Она заглянула ему в глаза, словно надеясь отыскать ответы на незаданные вопросы. Ее губы приоткрылись, но внезапно на кухне, шипя и выплескиваясь, закипел суп, и она вскочила, чтобы его выключить, так и не ответив на его вопрос.
У Гризельды бешено колотилось сердце, когда она бежала на кухню по паршивому коричневому ковру, радуясь перерыву в их напряженном разговоре. Повернувшись спиной к Холдену, она сделала глубокий вдох, наполнив, наконец, свои легкие воздухом, и провела языком по пересохшим губам. Когда он так на нее смотрел, она едва могла соображать.
Она выключила конфорку и взяла чистую, сухую тарелку с сушилки рядом с раковиной. Сняв с плиты суп единственной имеющейся на кухне прихваткой, девушка наполнила им тарелку и поставила кастрюлю в раковину, чтобы позже ее помыть.

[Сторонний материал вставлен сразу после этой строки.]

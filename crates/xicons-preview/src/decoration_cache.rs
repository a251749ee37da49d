//
// decoration_cache.rs
//
// Per-editor decoration caches and the scan-cycle diff algorithm
//

use std::collections::HashMap;

use dashmap::DashMap;

use crate::host::EditorHost;
use crate::types::{CacheKey, DecorationHandle, DecorationRequest, EditorId};

/// Per-editor decoration caches keyed by editor identity.
///
/// Each editor owns one `CacheKey -> DecorationHandle` map, replaced
/// wholesale on every scan cycle — never patched incrementally. Every handle
/// in a map corresponds to a decoration currently rendered in that editor or
/// one whose removal is in flight; a handle is never shared across keys or
/// editors.
#[derive(Debug, Default)]
pub struct DecorationCaches {
    caches: DashMap<EditorId, HashMap<CacheKey, DecorationHandle>>,
}

impl DecorationCaches {
    pub fn new() -> Self {
        Self::default()
    }

    /// Reconcile one editor's cache against the requests of a scan cycle.
    ///
    /// Requests whose key exists in the old map reuse its handle: no new
    /// allocation, no re-fetch, no visual change. New keys get a fresh
    /// handle from the host and are returned as misses for the caller to
    /// resolve asynchronously. Old keys absent from the new map have their
    /// handle cleared exactly once before the replacement is stored.
    ///
    /// The editor's cache entry stays locked for the duration, so membership
    /// checks from in-flight resolutions never observe a half-built map.
    pub fn reconcile(
        &self,
        host: &dyn EditorHost,
        editor: EditorId,
        requests: &[DecorationRequest],
    ) -> Vec<(DecorationRequest, DecorationHandle)> {
        let mut entry = self.caches.entry(editor).or_default();
        let old_map = std::mem::take(entry.value_mut());

        let mut new_map: HashMap<CacheKey, DecorationHandle> = HashMap::new();
        let mut misses = Vec::new();

        for request in requests {
            if new_map.contains_key(&request.cache_key) {
                // Two requests with an identical key are the same visual
                // decoration; the first occurrence wins.
                continue;
            }
            if let Some(handle) = old_map.get(&request.cache_key) {
                new_map.insert(request.cache_key.clone(), handle.clone());
            } else {
                let handle = host.create_decoration();
                new_map.insert(request.cache_key.clone(), handle.clone());
                misses.push((request.clone(), handle));
            }
        }

        for (key, handle) in &old_map {
            if !new_map.contains_key(key) {
                host.clear_decoration(editor, handle);
            }
        }

        log::trace!(
            "reconciled editor {:?}: {} reused, {} new, {} cleared",
            editor,
            new_map.len() - misses.len(),
            misses.len(),
            old_map.len() + misses.len() - new_map.len(),
        );

        *entry.value_mut() = new_map;
        misses
    }

    /// Whether `handle` is still the current occupant of `key` in the
    /// editor's cache. Late-arriving resolutions check this before applying
    /// so a key dropped by a newer cycle cannot resurrect a stale
    /// decoration.
    pub fn is_current(&self, editor: EditorId, key: &CacheKey, handle: &DecorationHandle) -> bool {
        self.caches
            .get(&editor)
            .map_or(false, |map| map.get(key) == Some(handle))
    }

    /// Drop all cache state for a closed editor. The handles become
    /// unreachable with it; no memory is retained for closed editors.
    pub fn remove_editor(&self, editor: EditorId) {
        self.caches.remove(&editor);
    }

    /// Cloned view of an editor's current cache, for tests and diagnostics.
    pub fn snapshot(&self, editor: EditorId) -> Option<HashMap<CacheKey, DecorationHandle>> {
        self.caches.get(&editor).map(|map| map.clone())
    }

    /// Number of editors with cache state.
    pub fn editor_count(&self) -> usize {
        self.caches.len()
    }
}
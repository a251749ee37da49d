// lib.rs — Incremental scan-and-decoration engine for inline icon previews.
//
// Scans editor text for qualifying icon-library imports, resolves each
// imported identifier to a character range, and reconciles a per-editor
// cache of decoration handles so re-scans reuse unchanged decorations and
// clear stale ones. The editor host and the icon-asset resolver are
// collaborators behind the traits in `host`.

pub mod config;
pub mod debounce;
pub mod decoration_cache;
pub mod engine;
pub mod host;
pub mod icon_source;
pub mod import_matcher;
pub mod range_resolver;
pub mod render;
pub mod scanner;
pub mod types;

// test_utils is available in test builds and when the `test-support` feature
// is enabled, so integration tests and downstream harnesses can import the
// fake host directly.
#[cfg(any(test, feature = "test-support"))]
pub mod test_utils;



pub use config::PreviewConfig;
pub use engine::PreviewEngine;
pub use host::{EditorHost, IconResolver};
pub use icon_source::CdnIconResolver;
pub use scanner::ScanStrategy;
pub use types::{DecorationHandle, DecorationRequest, EditorId, Position, Range};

С момента, как она встала с дивана, Гризельда чувствовала на себе его взгляд. Повернувшись к нему, она спросила:
— Ты будешь есть там или за столом?
— Здесь, если ты не против. У меня есть небольшой стол, — сказал Холден, указывая на складной столик, прислоненный к стене рядом с телевизором.
Она поставила перед ним стол, затем вернулась за супом. При этом она могла бы поклясться, что чувствует жар от его пристального, неотрывно следившего за ней взгляда. Это приводило ее в замешательство, она нервничала и волновалась, чувствуя каждую клетку своего тела и ощущая на себе его присутствие.
Поставив перед ним тарелку и положив ложку, она решила, что будет безопаснее — и да, трусливее — сесть не на диван рядом с ним, как раньше, а в кресло. Когда он спал, укрытый одеялом, ей не удалось как следует его рассмотреть, но теперь, сидя напротив него и наблюдая, как он наклонился к ложке с супом, она позволила себе тщательно его изучить.
У него были блестящие светлые волосы, густые и непослушные, как раньше, и слишком длинные спереди, поэтому, когда он наклонился, чтобы подуть на суп, ему на лоб упали два непокорных завитка. Его грудь была крепкой с красивым рельефом мышц. Из-за складного стола она не видела его живот, но, когда он коснулся губами края ложки, заметила у него на груди татуировку. Чуть ниже шеи располагался ангел, а от плеча к плечу тянулись распахнутые крылья. Свет был слишком тусклым, и Гризельда не могла все подробно разглядеть. Она нутром чувствовала, что этот ангел был как-то связан с ней, и ее сердце сжалось от страшной догадки, какое горе вынудило его сделать это.
Она скользнула глазами от его правого плеча к выпуклому, четко обозначенному бицепсу, и увидела четыре черные розы. Под первыми двумя она обнаружила имена «Кори и Уилл», а под ними — красный стяг с датой «14.11.99». Его родители. Он всего лишь однажды рассказывал ей эту историю, но она никогда ее не забудет.